Nachdem die Kindsmutter sich von dem Beklagten getrennt hatte, hat sein Alkohol- und Drogenkonsum immer mehr überhand genommen, beschrieb der Gutachter die Lebensumstände des jungen Mannes vor der Tat. So hatte er am Tattag 2,13 Promille Alkohol im Blut. Der Kindsvater könne sich an den Tathergang nur bruchstückhaft erinnern, gab der Gutachter die bei ihm gemachten Aussagen des Beklagten wieder. Er hat die Tat eingeräumt, so der Psychiater. „Er geht davon aus, dass er für den Tod seines Sohnes verantwortlich ist."

Der Angeklagte hat keine Persönlichkeitsstörung, so die Diagnose des begutachtenden Arztes des BKH Kaufbeuren. Das aggressive, provokante Verhalten und die Wahrnehmungsstörungen seien auf die Suchtproblematik zurückzuführen. Der Angeklagte sei durch seine Alkohol- und Drogenabhängigkeit erheblich in seiner Steuerungsfähigkeit eingeschränkt, so die Begründung des Gutachters. Seiner Ansicht nach könne nicht ausgeschlossen werden, dass es ohne therapeutische Behandlung wieder zu so einer Tat kommen könnte.

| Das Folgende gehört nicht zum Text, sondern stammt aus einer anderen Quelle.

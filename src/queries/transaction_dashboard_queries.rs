use super::Query;
use crate::{
    common::{non_blank, page_window, parse_date_filter, DateBound, PaginationMeta},
    entities::{internal_transfer_request, outbound_shipment_request, warehouse_import_requirement},
    errors::ServiceError,
};
use async_graphql::{Enum, SimpleObject};
use async_trait::async_trait;
use chrono::NaiveDateTime;
use sea_orm::{
    ColumnTrait, Condition, DatabaseConnection, EntityTrait, QueryFilter, QueryOrder,
};
use serde::{Deserialize, Serialize};
use strum::{Display, EnumString};
use tracing::debug;
use utoipa::ToSchema;

/// Source workflow of a dashboard transaction.
#[derive(
    Debug,
    Clone,
    Copy,
    PartialEq,
    Eq,
    Hash,
    Serialize,
    Deserialize,
    Display,
    EnumString,
    Enum,
    ToSchema,
)]
#[serde(rename_all = "UPPERCASE")]
#[strum(serialize_all = "UPPERCASE", ascii_case_insensitive)]
pub enum TransactionType {
    /// Warehouse import requirement
    Import,
    /// Internal warehouse transfer request (IWTR)
    Transfer,
    /// Outbound shipment request (OSR)
    Export,
}

#[derive(Debug, Clone, Default, Serialize, Deserialize)]
pub struct TransactionDashboardFilters {
    /// Restrict to one source; `None` merges all three
    pub transaction_type: Option<TransactionType>,
    pub request_code: Option<String>,
    /// Import branch; import rows only
    pub industry: Option<String>,
    /// Import production team; import rows only
    pub production_team: Option<String>,
    /// Source area id; transfer and export rows only
    pub from_warehouse: Option<i32>,
    /// Destination area id; transfer and export rows only
    pub to_warehouse: Option<i32>,
    pub status: Option<bool>,
    pub from_date: Option<String>,
    pub to_date: Option<String>,
    pub updated_by: Option<String>,
}

impl TransactionDashboardFilters {
    fn includes(&self, source: TransactionType) -> bool {
        self.transaction_type.map_or(true, |wanted| wanted == source)
    }
}

/// Normalized row of the unified transaction dashboard. Fields a source
/// does not carry are `None`.
#[derive(Debug, Clone, PartialEq, Serialize, Deserialize, ToSchema, SimpleObject)]
pub struct TransactionRow {
    pub id: i32,
    pub transaction_type: TransactionType,
    pub request_code: Option<String>,
    pub from_warehouse: Option<i32>,
    pub to_warehouse: Option<i32>,
    /// The source's last-updated timestamp; sources keep no creation time
    pub created_date: Option<NaiveDateTime>,
    pub status: bool,
    pub updated_by: Option<String>,
    pub updated_date: Option<NaiveDateTime>,
    /// Industry (ngành) of an import requirement
    pub branch: Option<String>,
    pub production_team: Option<String>,
    pub po_number: Option<String>,
    pub client_id: Option<i32>,
    pub lot_number: Option<String>,
    pub don_vi_linh: Option<String>,
    pub don_vi_nhan: Option<String>,
    pub note: Option<String>,
}

impl From<warehouse_import_requirement::Model> for TransactionRow {
    fn from(model: warehouse_import_requirement::Model) -> Self {
        Self {
            id: model.id,
            transaction_type: TransactionType::Import,
            request_code: model.wo_code,
            from_warehouse: None,
            to_warehouse: None,
            created_date: model.updated_date,
            status: model.status,
            updated_by: model.updated_by,
            updated_date: model.updated_date,
            branch: model.branch,
            production_team: model.production_team,
            po_number: model.po_number,
            client_id: model.client_id,
            lot_number: model.lot_number,
            don_vi_linh: None,
            don_vi_nhan: None,
            note: model.note,
        }
    }
}

impl From<internal_transfer_request::Model> for TransactionRow {
    fn from(model: internal_transfer_request::Model) -> Self {
        Self {
            id: model.id,
            transaction_type: TransactionType::Transfer,
            request_code: model.ma_yc_cknb,
            from_warehouse: model.tu_kho,
            to_warehouse: model.den_kho,
            created_date: model.updated_date,
            status: model.status,
            updated_by: model.updated_by,
            updated_date: model.updated_date,
            branch: None,
            production_team: None,
            po_number: None,
            client_id: None,
            lot_number: None,
            don_vi_linh: model.don_vi_linh,
            don_vi_nhan: model.don_vi_nhan,
            note: model.note,
        }
    }
}

impl From<outbound_shipment_request::Model> for TransactionRow {
    fn from(model: outbound_shipment_request::Model) -> Self {
        Self {
            id: model.id,
            transaction_type: TransactionType::Export,
            request_code: model.ma_yc_xk,
            from_warehouse: model.kho_xuat,
            to_warehouse: model.xuat_toi,
            created_date: model.updated_date,
            status: model.status,
            updated_by: model.updated_by,
            updated_date: model.updated_date,
            branch: None,
            production_team: None,
            po_number: None,
            client_id: None,
            lot_number: None,
            don_vi_linh: model.don_vi_linh,
            don_vi_nhan: model.don_vi_nhan,
            note: model.note,
        }
    }
}

#[derive(Debug, Clone, Serialize, Deserialize, ToSchema, SimpleObject)]
pub struct TransactionDashboardPage {
    pub data: Vec<TransactionRow>,
    pub meta: PaginationMeta,
}

/// Columns every request table has under its own name.
struct SourceColumns<C> {
    request_code: C,
    status: C,
    updated_by: C,
    updated_date: C,
    deleted_at: C,
}

#[derive(Debug, Clone, Copy, Default)]
struct DateRange {
    from: Option<NaiveDateTime>,
    to: Option<NaiveDateTime>,
}

/// Filters applied identically to all three sources, soft-delete included.
fn shared_condition<C: ColumnTrait>(
    columns: SourceColumns<C>,
    filters: &TransactionDashboardFilters,
    range: DateRange,
) -> Condition {
    let mut cond = Condition::all().add(columns.deleted_at.is_null());

    if let Some(code) = non_blank(&filters.request_code) {
        cond = cond.add(columns.request_code.contains(code));
    }
    if let Some(status) = filters.status {
        cond = cond.add(columns.status.eq(status));
    }
    if let Some(updated_by) = non_blank(&filters.updated_by) {
        cond = cond.add(columns.updated_by.contains(updated_by));
    }
    if let Some(from) = range.from {
        cond = cond.add(columns.updated_date.gte(from));
    }
    if let Some(to) = range.to {
        cond = cond.add(columns.updated_date.lte(to));
    }

    cond
}

async fn fetch_imports(
    db: &DatabaseConnection,
    filters: &TransactionDashboardFilters,
    range: DateRange,
) -> Result<Vec<TransactionRow>, ServiceError> {
    use warehouse_import_requirement::{Column, Entity};

    if !filters.includes(TransactionType::Import) {
        return Ok(Vec::new());
    }

    let mut cond = shared_condition(
        SourceColumns {
            request_code: Column::WoCode,
            status: Column::Status,
            updated_by: Column::UpdatedBy,
            updated_date: Column::UpdatedDate,
            deleted_at: Column::DeletedAt,
        },
        filters,
        range,
    );
    if let Some(industry) = non_blank(&filters.industry) {
        cond = cond.add(Column::Branch.contains(industry));
    }
    if let Some(team) = non_blank(&filters.production_team) {
        cond = cond.add(Column::ProductionTeam.contains(team));
    }

    let models = Entity::find()
        .filter(cond)
        .order_by_asc(Column::Id)
        .all(db)
        .await?;
    Ok(models.into_iter().map(TransactionRow::from).collect())
}

async fn fetch_transfers(
    db: &DatabaseConnection,
    filters: &TransactionDashboardFilters,
    range: DateRange,
) -> Result<Vec<TransactionRow>, ServiceError> {
    use internal_transfer_request::{Column, Entity};

    if !filters.includes(TransactionType::Transfer) {
        return Ok(Vec::new());
    }

    let mut cond = shared_condition(
        SourceColumns {
            request_code: Column::MaYcCknb,
            status: Column::Status,
            updated_by: Column::UpdatedBy,
            updated_date: Column::UpdatedDate,
            deleted_at: Column::DeletedAt,
        },
        filters,
        range,
    );
    if let Some(from) = filters.from_warehouse {
        cond = cond.add(Column::TuKho.eq(from));
    }
    if let Some(to) = filters.to_warehouse {
        cond = cond.add(Column::DenKho.eq(to));
    }

    let models = Entity::find()
        .filter(cond)
        .order_by_asc(Column::Id)
        .all(db)
        .await?;
    Ok(models.into_iter().map(TransactionRow::from).collect())
}

async fn fetch_exports(
    db: &DatabaseConnection,
    filters: &TransactionDashboardFilters,
    range: DateRange,
) -> Result<Vec<TransactionRow>, ServiceError> {
    use outbound_shipment_request::{Column, Entity};

    if !filters.includes(TransactionType::Export) {
        return Ok(Vec::new());
    }

    let mut cond = shared_condition(
        SourceColumns {
            request_code: Column::MaYcXk,
            status: Column::Status,
            updated_by: Column::UpdatedBy,
            updated_date: Column::UpdatedDate,
            deleted_at: Column::DeletedAt,
        },
        filters,
        range,
    );
    if let Some(from) = filters.from_warehouse {
        cond = cond.add(Column::KhoXuat.eq(from));
    }
    if let Some(to) = filters.to_warehouse {
        cond = cond.add(Column::XuatToi.eq(to));
    }

    let models = Entity::find()
        .filter(cond)
        .order_by_asc(Column::Id)
        .all(db)
        .await?;
    Ok(models.into_iter().map(TransactionRow::from).collect())
}

/// Newest first; rows without a date sort as the oldest. The sort is
/// stable, so ties keep import, transfer, export order.
fn sort_newest_first(rows: &mut [TransactionRow]) {
    rows.sort_by(|a, b| b.created_date.cmp(&a.created_date));
}

/// Merges import, transfer and shipment requests into one page ordered by
/// last update.
#[derive(Debug, Clone)]
pub struct GetTransactionsDashboardQuery {
    pub filters: TransactionDashboardFilters,
    pub page: u64,
    pub size: u64,
}

#[async_trait]
impl Query for GetTransactionsDashboardQuery {
    type Result = TransactionDashboardPage;

    async fn execute(&self, db_pool: &DatabaseConnection) -> Result<Self::Result, ServiceError> {
        let range = DateRange {
            from: parse_date_filter(self.filters.from_date.as_deref(), DateBound::Start),
            to: parse_date_filter(self.filters.to_date.as_deref(), DateBound::End),
        };

        let (imports, transfers, exports) = tokio::try_join!(
            fetch_imports(db_pool, &self.filters, range),
            fetch_transfers(db_pool, &self.filters, range),
            fetch_exports(db_pool, &self.filters, range),
        )?;

        debug!(
            imports = imports.len(),
            transfers = transfers.len(),
            exports = exports.len(),
            "Transaction sources fetched"
        );

        let mut rows = imports;
        rows.extend(transfers);
        rows.extend(exports);
        sort_newest_first(&mut rows);

        let total_items = rows.len() as u64;
        Ok(TransactionDashboardPage {
            data: page_window(rows, self.page, self.size),
            meta: PaginationMeta::new(self.page, self.size, total_items),
        })
    }
}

Der Tathergang wurde durch verschiedene Gutachten und mit Hilfe des Obduktionsergebnisses der Rechtsmedizin München rekonstruiert. Der Angeklagte müsse vollkommen ausgetickt sein, so der Rechtsmediziner. „Seit 30 Jahren habe ich so etwas noch nicht erlebt“. Der Säugling erlitt zahlreiche Verletzungen, ein Schütteltrauma und ein schweres, dumpfes Schädelhirntrauma, an dem er verstarb.

Der Vertreter der Staatsanwaltschaft, der lebenslang forderte, stellte in seinem Schluss-Plädoyer provokant die Aussage in den Raum: „Der Angeklagte habe nichts gesehen, er habe nichts gehört und er habe nichts getan“. Die Anwältin der Kindsmutter und Nebenklägerin betonte, dass es der jungen Mutter nicht um Strafe gehe. Sie hoffe auf Antworten, warum es dazu kam. Den Prozess sieht die junge Frau als Chance, das Ganze irgendwann verarbeiten und vergessen zu können. Der Fall hat mit einem „üblichen Fall – Schütteln“ überhaupt nichts zu tun, so die Anwältin in Richtung Verteidigung. Der Verteidiger stellte nüchtern fest, er habe die Tat nicht moralisch zu bewerten, ihm gehe es nur um das Rechtliche, er plädierte auf Totschlag. Der Angeklagte, der während der Verhandlungstage keine Angaben zum Tathergang machte, nutzte das Schlusswort, um, mit den Tränen kämpfend, sein Bedauern über seine schreckliche Tat auszudrücken. „Es tut mir leid für alle Beteiligten, auch ich vermisse den Kleinen“.